▸ **To do**:
Reproduce, exactly and in full, only the lines below from the one containing "was not compiled in." through the one containing "pub use storage::CsvSweepStore;".

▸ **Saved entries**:
//! Consumer side: persists each sweep and appends it to the summary ledger.
use super::queue::HandoffReceiver;
use super::shutdown::StopSignal;
use crate::{
    core::{RecordId, Sweep, SweepStore},
    data::{SummaryLedger, SummaryRecord},
    error::AppResult,
};
use std::time::Duration;
use tracing::{debug, error, info};

/// What became of one dequeued sweep.
#[derive(Debug)]
pub struct RecordOutcome {
    /// Identifier the raw sweep was (or would have been) stored under
    pub id: RecordId,
    /// Result of writing the raw sweep
    pub raw: AppResult<()>,
    /// Result of appending to the summary ledger
    pub summary: AppResult<SummaryRecord>,
}

impl RecordOutcome {
    /// Both the raw record and the summary line were written.
    pub fn is_complete(&self) -> bool {
        self.raw.is_ok() && self.summary.is_ok()
    }
}

/// Counters returned when the recorder stops.
#[derive(Clone, Copy, Debug, Default, PartialEq, Eq)]
pub struct RecorderReport {
    /// Sweeps taken off the queue
    pub sweeps_dequeued: u64,
    /// Sweeps with both raw record and summary line written
    pub sweeps_recorded: u64,
    /// Raw record writes that failed
    pub raw_failures: u64,
    /// Summary appends that failed
    pub summary_failures: u64,
}

impl RecorderReport {
    /// Sweeps with at least one failed write.
    pub fn persistence_failures(&self) -> u64 {
        self.sweeps_dequeued - self.sweeps_recorded
    }
}

/// Writes dequeued sweeps to the raw store and the summary ledger.
pub struct Recorder {
    store: Box<dyn SweepStore>,
    ledger: SummaryLedger,
    queue: HandoffReceiver<Sweep>,
    stop: StopSignal,
    dequeue_timeout: Duration,
    report: RecorderReport,
}

impl Recorder {
    /// Creates a recorder draining `queue` into `store` and `ledger`.
    pub fn new(
        store: Box<dyn SweepStore>,
        ledger: SummaryLedger,
        queue: HandoffReceiver<Sweep>,
        stop: StopSignal,
        dequeue_timeout: Duration,
    ) -> Self {
        Self {
            store,
            ledger,
            queue,
            stop,
            dequeue_timeout,
            report: RecorderReport::default(),
        }
    }

    /// Processes one sweep: raw record, summary line, status line.
    ///
    /// A failed raw write does not prevent the summary append. Failures are
    /// logged here and returned in the outcome; neither is fatal.
    pub async fn record(&mut self, sweep: Sweep) -> RecordOutcome {
        let minimum = sweep.minimum();
        let timestamp = sweep.timestamp();
        let id = RecordId::new(timestamp, minimum.frequency);

        let raw = self.store.write_sweep(&id, &sweep).await;
        if let Err(e) = &raw {
            error!(stage = "raw", record = %id, error = %e, "Failed to persist sweep");
        }

        let summary = self
            .ledger
            .append(timestamp, minimum.frequency, minimum.magnitude);
        match &summary {
            Ok(record) => info!("{}", record.status_line(&id)),
            Err(e) => error!(stage = "summary", record = %id, error = %e, "Failed to append summary"),
        }

        RecordOutcome { id, raw, summary }
    }

    /// Whether the loop may exit: stop requested and nothing left to drain.
    ///
    /// A live producer can still enqueue a sweep it was acquiring when the
    /// stop arrived, so the queue only counts as drained once every sender
    /// is gone.
    fn drained(&self) -> bool {
        self.stop.is_stop_requested() && self.queue.is_empty() && !self.queue.has_senders()
    }

    /// Drains the queue until a stop is requested and nothing is left.
    pub async fn run(mut self) -> RecorderReport {
        info!(ledger = %self.ledger.path().display(), "Recorder started");

        while !self.drained() {
            let Some(sweep) = self.queue.dequeue_timeout(self.dequeue_timeout).await else {
                if !self.queue.has_senders() {
                    // Producer gone: nothing can arrive before the stop request
                    let _ = tokio::time::timeout(self.dequeue_timeout, self.stop.stopped()).await;
                }
                continue;
            };
            if self.stop.is_stop_requested() {
                debug!(remaining = self.queue.len(), "Draining queued sweep");
            }

            let outcome = self.record(sweep).await;
            self.report.sweeps_dequeued += 1;
            if outcome.raw.is_err() {
                self.report.raw_failures += 1;
            }
            if outcome.summary.is_err() {
                self.report.summary_failures += 1;
            }
            if outcome.is_complete() {
                self.report.sweeps_recorded += 1;
            }
        }

        info!(
            recorded = self.report.sweeps_recorded,
            failed = self.report.persistence_failures(),
            "Recorder stopped, queue drained"
        );
        self.report
    }
}

#[cfg(test)]
mod tests {
    use super::*;
    use crate::data::CsvSweepStore;
    use crate::error::DaqError;
    use crate::pipeline::queue::{handoff, HandoffSender};
    use async_trait::async_trait;
    use chrono::{DateTime, Duration as ChronoDuration, Local, TimeZone};
    use std::collections::HashSet;
    use tempfile::TempDir;
    use tracing_test::traced_test;

    /// Store that fails on selected write indices.
    struct FlakyStore {
        fail_on: HashSet<usize>,
        writes: usize,
    }

    #[async_trait]
    impl SweepStore for FlakyStore {
        async fn write_sweep(&mut self, _id: &RecordId, _sweep: &Sweep) -> AppResult<()> {
            let n = self.writes;
            self.writes += 1;
            if self.fail_on.contains(&n) {
                return Err(DaqError::Persistence(format!("disk full on write {n}")));
            }
            Ok(())
        }
    }

    fn t0() -> DateTime<Local> {
        Local
            .with_ymd_and_hms(2024, 5, 1, 14, 30, 0)
            .single()
            .unwrap()
    }

    fn sweep_with_min(offset_s: i64, freq: f64, mag: f64) -> Sweep {
        Sweep::new(
            t0() + ChronoDuration::seconds(offset_s),
            vec![freq - 1.0, freq, freq + 1.0],
            vec![mag + 3.0, mag, mag + 3.0],
        )
        .unwrap()
    }

    fn recorder(
        dir: &TempDir,
        store: Box<dyn SweepStore>,
    ) -> (Recorder, HandoffSender<Sweep>, StopSignal) {
        let (tx, rx) = handoff();
        let stop = StopSignal::new();
        let ledger = SummaryLedger::open(dir.path().join("summary.csv")).unwrap();
        let recorder = Recorder::new(store, ledger, rx, stop.clone(), Duration::from_millis(20));
        (recorder, tx, stop)
    }

    #[tokio::test]
    #[traced_test]
    async fn test_record_writes_raw_and_summary() {
        let dir = TempDir::new().unwrap();
        let store = CsvSweepStore::new(dir.path()).unwrap();
        let (mut recorder, _tx, _stop) = recorder(&dir, Box::new(store));

        let outcome = recorder.record(sweep_with_min(0, 100.0, -1.0)).await;
        assert!(outcome.is_complete());
        assert_eq!(outcome.id.as_str(), "20240501_143000_100Hz");
        assert!(dir.path().join("20240501_143000_100Hz.csv").exists());

        let summary = outcome.summary.unwrap();
        assert_eq!(summary.sequence, 1);
        assert!(logs_contain(
            "[2024-05-01 14:30:00] read #1: minimum -1.00 dB at 100.00 Hz, saved 20240501_143000_100Hz"
        ));
    }

    #[tokio::test]
    #[traced_test]
    async fn test_raw_failure_does_not_block_later_sweeps() {
        let dir = TempDir::new().unwrap();
        let store = FlakyStore {
            fail_on: HashSet::from([0]),
            writes: 0,
        };
        let (mut recorder, _tx, _stop) = recorder(&dir, Box::new(store));

        let first = recorder.record(sweep_with_min(0, 100.0, -1.0)).await;
        assert!(first.raw.is_err());
        assert_eq!(first.summary.as_ref().unwrap().sequence, 1);
        assert!(!first.is_complete());

        let second = recorder.record(sweep_with_min(1, 101.0, -2.0)).await;
        assert!(second.is_complete());
        assert_eq!(second.summary.unwrap().sequence, 2);
        assert!(logs_contain("Failed to persist sweep"));
        assert!(logs_contain("stage=\"raw\""));
    }

    #[tokio::test]
    async fn test_run_drains_queue_after_stop() {
        let dir = TempDir::new().unwrap();
        let store = CsvSweepStore::new(dir.path()).unwrap();
        let (recorder, tx, stop) = recorder(&dir, Box::new(store));

        for i in 0..5 {
            tx.enqueue(sweep_with_min(i, 100.0 + i as f64, -1.0));
        }
        stop.request_stop();
        drop(tx);

        let report = tokio::time::timeout(std::time::Duration::from_secs(5), recorder.run())
            .await
            .expect("recorder drained and exited");
        assert_eq!(report.sweeps_dequeued, 5);
        assert_eq!(report.sweeps_recorded, 5);
        assert_eq!(report.persistence_failures(), 0);

        let summary = std::fs::read_to_string(dir.path().join("summary.csv")).unwrap();
        let counts: Vec<&str> = summary
            .lines()
            .skip(1)
            .map(|l| l.split(',').nth(1).unwrap())
            .collect();
        assert_eq!(counts, vec!["1", "2", "3", "4", "5"]);
    }

    #[tokio::test]
    async fn test_run_waits_for_live_producer() {
        let dir = TempDir::new().unwrap();
        let store = CsvSweepStore::new(dir.path()).unwrap();
        let (recorder, tx, stop) = recorder(&dir, Box::new(store));

        stop.request_stop();
        let task = tokio::spawn(recorder.run());

        // A producer finishing its in-flight poll after the stop
        tokio::time::sleep(std::time::Duration::from_millis(60)).await;
        assert!(!task.is_finished());
        tx.enqueue(sweep_with_min(0, 100.0, -1.0));
        drop(tx);

        let report = tokio::time::timeout(std::time::Duration::from_secs(5), task)
            .await
            .expect("recorder exited")
            .unwrap();
        assert_eq!(report.sweeps_recorded, 1);
    }
}
//! VISA network analyzer implementation.
//!
//! This module provides an `Instrument` implementation for network analyzers that
//! speak SCPI over VISA (HiSLIP, VXI-11, USBTMC, GPIB). It uses the `visa-rs`
//! crate to communicate with the installed VISA library and is only functional
//! when built with the `instrument_visa` feature.
//!
//! ## Configuration
//!
//! ```toml
//! [instrument]
//! kind = "visa"
//! resource = "TCPIP0::Vega::hislip_PXI0_CHASSIS1_SLOT1_INDEX0::INSTR"
//! timeout_ms = 10000
//! trigger_command = "SENS1:SWE:MODE SING"
//! complete_query = "*OPC?"
//! data_query = "CALC1:MEAS1:DATA:FDATA?"
//! x_values_query = "CALC1:MEAS1:X:VAL?"
//! ```
//!
//! A poll writes `trigger_command`, then blocks on `complete_query` until the
//! analyzer reports the sweep finished. The trace is read back with
//! `data_query` (magnitudes) and `x_values_query` (frequencies), both returned
//! as comma-separated ASCII floats.

use crate::{
    config::InstrumentConfig,
    error::{AppResult, DaqError},
};

/// Parses an ASCII SCPI block such as `"-1.5E+01,-2.25E+01\n"` into floats.
pub fn parse_ascii_values(response: &str) -> AppResult<Vec<f64>> {
    let trimmed = response.trim_matches(|c: char| c.is_whitespace() || c == '\0');
    if trimmed.is_empty() {
        return Err(DaqError::Instrument("empty response".to_string()));
    }
    trimmed
        .split(',')
        .map(|token| {
            let token = token.trim();
            token.parse::<f64>().map_err(|e| {
                DaqError::Instrument(format!("invalid value '{token}' in response: {e}"))
            })
        })
        .collect()
}

#[cfg(feature = "instrument_visa")]
mod visa_enabled {
    use super::*;
    use crate::core::Instrument;
    use async_trait::async_trait;
    use std::ffi::CString;
    use std::io::{BufRead, BufReader, Write};
    use std::sync::Arc;
    use std::time::Duration;
    use tokio::sync::Mutex;
    use tracing::{debug, info};
    use visa_rs::prelude::*;

    /// Open session plus the resource manager it was opened from.
    ///
    /// Closing the resource manager closes every session it owns, so the two
    /// are kept and dropped together (session first).
    struct Session {
        instr: visa_rs::Instrument,
        _rm: DefaultRM,
    }

    impl Session {
        fn write_line(&mut self, command: &str) -> AppResult<()> {
            self.instr
                .write_all(format!("{command}\n").as_bytes())
                .map_err(|e| DaqError::Instrument(format!("write '{command}' failed: {e}")))
        }

        fn query(&mut self, command: &str) -> AppResult<String> {
            self.write_line(command)?;
            let mut reader = BufReader::new(&self.instr);
            let mut line = String::new();
            reader
                .read_line(&mut line)
                .map_err(|e| DaqError::Instrument(format!("query '{command}' failed: {e}")))?;
            debug!("VISA query '{}' -> {} bytes", command, line.len());
            Ok(line)
        }
    }

    /// An `Instrument` implementation for SCPI network analyzers over VISA.
    pub struct VisaAnalyzer {
        resource: String,
        timeout: Duration,
        config: InstrumentConfig,
        session: Option<Arc<Mutex<Session>>>,
    }

    impl VisaAnalyzer {
        /// Opens the configured VISA resource.
        ///
        /// # Errors
        /// Returns `DaqError::Instrument` if the resource manager or the
        /// resource cannot be opened.
        pub async fn open(config: &InstrumentConfig) -> AppResult<Self> {
            info!("Connecting to VISA instrument: {}", config.resource);
            let resource = config.resource.clone();
            let timeout = config.timeout();

            let session = tokio::task::spawn_blocking(move || -> AppResult<Session> {
                let rm = DefaultRM::new().map_err(|e| {
                    DaqError::Instrument(format!("Failed to create VISA resource manager: {e}"))
                })?;
                let c_string = CString::new(resource.as_str()).map_err(|e| {
                    DaqError::Configuration(format!("invalid VISA resource string: {e}"))
                })?;
                let visa_string = visa_rs::VisaString::from(c_string);
                let instr = rm
                    .open(&visa_string, AccessMode::NO_LOCK, timeout)
                    .map_err(|e| {
                        DaqError::Instrument(format!(
                            "Failed to open VISA resource '{resource}': {e}"
                        ))
                    })?;
                Ok(Session { instr, _rm: rm })
            })
            .await
            .map_err(|e| DaqError::Instrument(format!("VISA open task failed: {e}")))??;

            Ok(Self {
                resource: config.resource.clone(),
                timeout,
                config: config.clone(),
                session: Some(Arc::new(Mutex::new(session))),
            })
        }

        /// Runs blocking VISA I/O on a dedicated thread, bounded by the I/O timeout.
        async fn with_session<T, F>(&self, op: &str, f: F) -> AppResult<T>
        where
            T: Send + 'static,
            F: FnOnce(&mut Session) -> AppResult<T> + Send + 'static,
        {
            let session = self
                .session
                .as_ref()
                .ok_or_else(|| {
                    DaqError::Instrument(format!("Not connected to '{}'", self.resource))
                })?
                .clone();

            let task = tokio::task::spawn_blocking(move || {
                let mut guard = session.blocking_lock();
                f(&mut guard)
            });

            match tokio::time::timeout(self.timeout, task).await {
                Ok(joined) => joined
                    .map_err(|e| DaqError::Instrument(format!("VISA {op} task failed: {e}")))?,
                Err(_) => Err(DaqError::Instrument(format!(
                    "VISA {op} timed out after {:?}",
                    self.timeout
                ))),
            }
        }
    }

    #[async_trait]
    impl Instrument for VisaAnalyzer {
        fn name(&self) -> String {
            format!("VISA analyzer {}", self.resource)
        }

        async fn trigger_and_wait_sweep(&mut self) -> AppResult<()> {
            let trigger = self.config.trigger_command.clone();
            let complete = self.config.complete_query.clone();
            self.with_session("trigger", move |session| {
                session.write_line(&trigger)?;
                session.query(&complete)?;
                Ok(())
            })
            .await
        }

        async fn read_sweep(&mut self) -> AppResult<(Vec<f64>, Vec<f64>)> {
            let data_query = self.config.data_query.clone();
            let x_query = self.config.x_values_query.clone();
            self.with_session("read", move |session| {
                let magnitudes = parse_ascii_values(&session.query(&data_query)?)?;
                let frequencies = parse_ascii_values(&session.query(&x_query)?)?;
                Ok((frequencies, magnitudes))
            })
            .await
        }

        async fn close(&mut self) -> AppResult<()> {
            info!("Disconnecting from VISA instrument {}.", self.resource);
            // The session closes once the last reference is released, which may
            // be a blocking call that outlived its timeout.
            self.session = None;
            Ok(())
        }
    }
}

#[cfg(not(feature = "instrument_visa"))]
mod visa_disabled {
    use super::*;
    use crate::core::Instrument;
    use async_trait::async_trait;

    /// Placeholder used when VISA support is not compiled in.
    pub struct VisaAnalyzer;

    impl VisaAnalyzer {
        /// Always fails with [`DaqError::FeatureNotEnabled`].
        pub async fn open(_config: &InstrumentConfig) -> AppResult<Self> {
            Err(DaqError::FeatureNotEnabled("instrument_visa".to_string()))
        }
    }

    #[async_trait]
    impl Instrument for VisaAnalyzer {
        fn name(&self) -> String {
            "VISA analyzer (disabled)".to_string()
        }

        async fn trigger_and_wait_sweep(&mut self) -> AppResult<()> {
            Err(DaqError::FeatureNotEnabled("instrument_visa".to_string()))
        }

        async fn read_sweep(&mut self) -> AppResult<(Vec<f64>, Vec<f64>)> {
            Err(DaqError::FeatureNotEnabled("instrument_visa".to_string()))
        }

        async fn close(&mut self) -> AppResult<()> {
            Ok(())
        }
    }
}

#[cfg(feature = "instrument_visa")]
pub use visa_enabled::VisaAnalyzer;

#[cfg(not(feature = "instrument_visa"))]
pub use visa_disabled::VisaAnalyzer;
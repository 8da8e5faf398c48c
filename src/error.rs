//! Custom error types for the application.
//!
//! This module defines the primary error type, `DaqError`, for the whole acquisition
//! pipeline. Using the `thiserror` crate, it provides a centralized and consistent way
//! to handle the kinds of errors that can occur, from configuration issues at startup
//! to instrument and persistence failures while sweeps are being recorded.
//!
//! ## Error Hierarchy
//!
//! `DaqError` is an enum that consolidates the various error sources:
//!
//! - **`Config`**: Wraps errors from `figment`, typically file parsing or type
//!   mismatches in the layered configuration.
//! - **`Configuration`**: Semantic errors in the configuration, such as a zero poll
//!   interval. These are caught during the validation step.
//! - **`Io`**: Wraps standard `std::io::Error` (e.g. the output directory cannot be created).
//! - **`Instrument`**: Communication or protocol failure with the analyzer. The
//!   acquisition loop recovers from these by skipping the current poll.
//! - **`InvalidSweep`**: The analyzer answered, but the frequency and magnitude traces
//!   do not pair up. Handled exactly like `Instrument`.
//! - **`Persistence`**: A raw sweep record or a summary line could not be written.
//!   Logged by the recorder; the next sweep is still processed.
//! - **`WorkerFailed`**: A pipeline task ended on its own (a panic) before a stop
//!   was requested. Reported at shutdown, never retried.
//! - **`FeatureNotEnabled`**: Functionality that was not compiled in (e.g. VISA support).
//!
//! By using `#[from]`, `DaqError` can be created from the underlying error types,
//! which keeps error handling terse with the `?` operator.

use thiserror::Error;

/// Convenience alias for results using the application error type.
pub type AppResult<T> = std::result::Result<T, DaqError>;

/// Every error the acquisition pipeline can produce.
#[derive(Error, Debug)]
pub enum DaqError {
    /// The layered configuration could not be parsed or extracted.
    #[error("Configuration error: {0}")]
    Config(#[from] Box<figment::Error>),

    /// A configuration value failed validation, or the named file is missing.
    #[error("Configuration validation error: {0}")]
    Configuration(String),

    /// Filesystem failure outside the CSV writers.
    #[error("I/O error: {0}")]
    Io(#[from] std::io::Error),

    /// The analyzer failed to trigger, answer or close.
    #[error("Instrument error: {0}")]
    Instrument(String),

    /// Frequency and magnitude traces of different lengths.
    #[error("Invalid sweep: {frequencies} frequencies for {magnitudes} magnitudes")]
    InvalidSweep {
        /// Number of frequency points received
        frequencies: usize,
        /// Number of magnitude points received
        magnitudes: usize,
    },

    /// A raw record or summary line could not be written.
    #[error("Persistence error: {0}")]
    Persistence(String),

    /// A pipeline worker terminated before the stop request.
    #[error("Pipeline worker failed: {0}")]
    WorkerFailed(String),

    /// The named cargo feature was not compiled in.
    #[error("Feature '{0}' is not enabled. Please build with --features {0}")]
    FeatureNotEnabled(String),

    /// Teardown finished, but with the listed problems.
    #[error("Shutdown failed with errors")]
    ShutdownFailed(Vec<DaqError>),
}

impl DaqError {
    /// Whether the error only invalidates the current loop iteration.
    ///
    /// Recoverable errors are logged and the pipeline carries on with the next
    /// poll or the next queued sweep. Everything else is only expected during
    /// startup and aborts it.
    pub fn is_recoverable(&self) -> bool {
        matches!(
            self,
            DaqError::Instrument(_) | DaqError::InvalidSweep { .. } | DaqError::Persistence(_)
        )
    }
}

impl From<figment::Error> for DaqError {
    fn from(err: figment::Error) -> Self {
        DaqError::Config(Box::new(err))
    }
}

impl From<csv::Error> for DaqError {
    fn from(err: csv::Error) -> Self {
        DaqError::Persistence(err.to_string())
    }
}
//! Persistence of raw sweeps and the summary log.

pub mod ledger;
pub mod storage;

pub use ledger::{Baseline, SummaryLedger, SummaryRecord};
pub use storage::CsvSweepStore;
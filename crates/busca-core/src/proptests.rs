//! Property-based tests for escaping and toggles.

▸ **Result for this task**:
    /// The named cargo feature was not compiled in.
    #[error("Feature '{0}' is not enabled. Please build with --features {0}")]
    FeatureNotEnabled(String),

    /// Teardown finished, but with the listed problems.
    #[error("Shutdown failed with errors")]
    ShutdownFailed(Vec<DaqError>),
}

impl DaqError {
    /// Whether the error only invalidates the current loop iteration.
    ///
    /// Recoverable errors are logged and the pipeline carries on with the next
    /// poll or the next queued sweep. Everything else is only expected during
    /// startup and aborts it.
    pub fn is_recoverable(&self) -> bool {
        matches!(
            self,
            DaqError::Instrument(_) | DaqError::InvalidSweep { .. } | DaqError::Persistence(_)
        )
    }
}

impl From<figment::Error> for DaqError {
    fn from(err: figment::Error) -> Self {
        DaqError::Config(Box::new(err))
    }
}

impl From<csv::Error> for DaqError {
    fn from(err: csv::Error) -> Self {
        DaqError::Persistence(err.to_string())
    }
}
//! Persistence of raw sweeps and the summary log.

pub mod ledger;
pub mod storage;

pub use ledger::{Baseline, SummaryLedger, SummaryRecord};
pub use storage::CsvSweepStore;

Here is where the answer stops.